The work in Dublin has prompted two research papers, one on the complex biochemistry inside muscle cells, published last month in the International Journal of Molecular Medicine. The other will be published next January in the Journal of Applied Physiology. So impressed was its US publisher, the American Physiological Society, that it decided to issue a commendation on the quality of the science.
The UCD research group includes Dr Gabi Froemming, Ms Shona Harmon, Mr Niall Lennon and Ms Clare O'Reilly. It also involves German collaborators from the University of Konstanz, led by Prof Dirk Pette.
The Irish and German groups are involved in understanding the transformation process, how back muscle can be changed to act like heart muscle, Dr Ohlendieck stated.

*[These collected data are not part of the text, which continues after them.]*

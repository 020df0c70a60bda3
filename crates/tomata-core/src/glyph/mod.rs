//! Big-digit glyph themes and the countdown renderer.
//!
//! Themes live in a line-oriented definition source (see
//! `assets/themes.txt`): each block starts with a header
//! `name:height:w0:...:w10` declaring the glyph height and the column width
//! of every symbol (digits `0`-`9`, then `:`), followed by exactly `height`
//! rows holding all eleven glyphs side by side. Adding a theme is an edit to
//! the source, not to the code.

mod renderer;
mod template;

pub use renderer::{format_mmss, render};
pub use template::{GlyphTemplate, Style, TemplateStore, DEFAULT_THEMES};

They use animal-derived muscle "models" and examine the biochemical alterations that follow the change in biological stimulation.
The proteins expressed inside the cells vary depending on the input signals they receive, he said, but all muscle contraction is based on the transfer of calcium ions around the cell. "Calcium is the overriding second message inside the muscle which dictates the contractal state of the muscle. There are at least 10 proteins dictating that."
The surgical procedure is a remarkable undertaking. The doctors first isolate a piece of a back muscle, the latissimus dorsi, but leave both its blood supply and its nerve connections intact.
They connect an electrical device, like a pace-maker, to the nerve and override the normal signal, changing it to the kind of signal that controls the heartbeat, Dr Ohlendieck explained.
"The biggest difference between the heart and skeletal muscle is the heart is completely fatigue resistant," he stated. The cell transformation takes between two and six weeks but signs of the change inside the cells come much more quickly. "We see after only three days a drastic change," he said. "They change in colour from white to red, they become much smaller and change to contract much slower."
Once transformed, the muscle, still connected to its own blood supply and nerves, is wrapped around the heart of patients with severe heart disease. The transformed back muscle is connected to a pace-maker which controls its contractions. This is synchronised with the patient's own heartbeat.
The muscle gives the diseased heart an extra push, enabling it to circulate more blood with less effort. The technique, he added, is mostly for people on waiting lists for heart transplants, and helps them to stay healthy longer as they await their surgery.
"The biggest advantage is it doesn't cause any problems with rejection," he said. "You use the body's own tissue without causing any immune problem."
UCD's role is to find the best way to do the transformation, "to get the right condition without damaging the muscle fibres", he explained. Variables include the mix of stimulation versus rest and how much stimulation is given at any one time.
The transformation comes in three stages, he said. First the "very fast" fibres are destroyed by the change in signal. Soon after, "true trans-differentiation" from fast to slow muscle takes hold and begins to develop. The final stage, he said, was when emerging new cells took on the shape and function of slow muscle.
UCD's biochemical focus on the movement of calcium ions through the cell has given the team important new insights into heart disease generally, Dr Ohlendieck explained. The group's October paper was an examination of a heart disease called dilated cardiomyopathy, caused by an abnormal regulation of calcium ions within heart cells.
Understanding the biochemistry of the disease opens up opportunities for developing new medication and treatments of this type of chronic heart disease.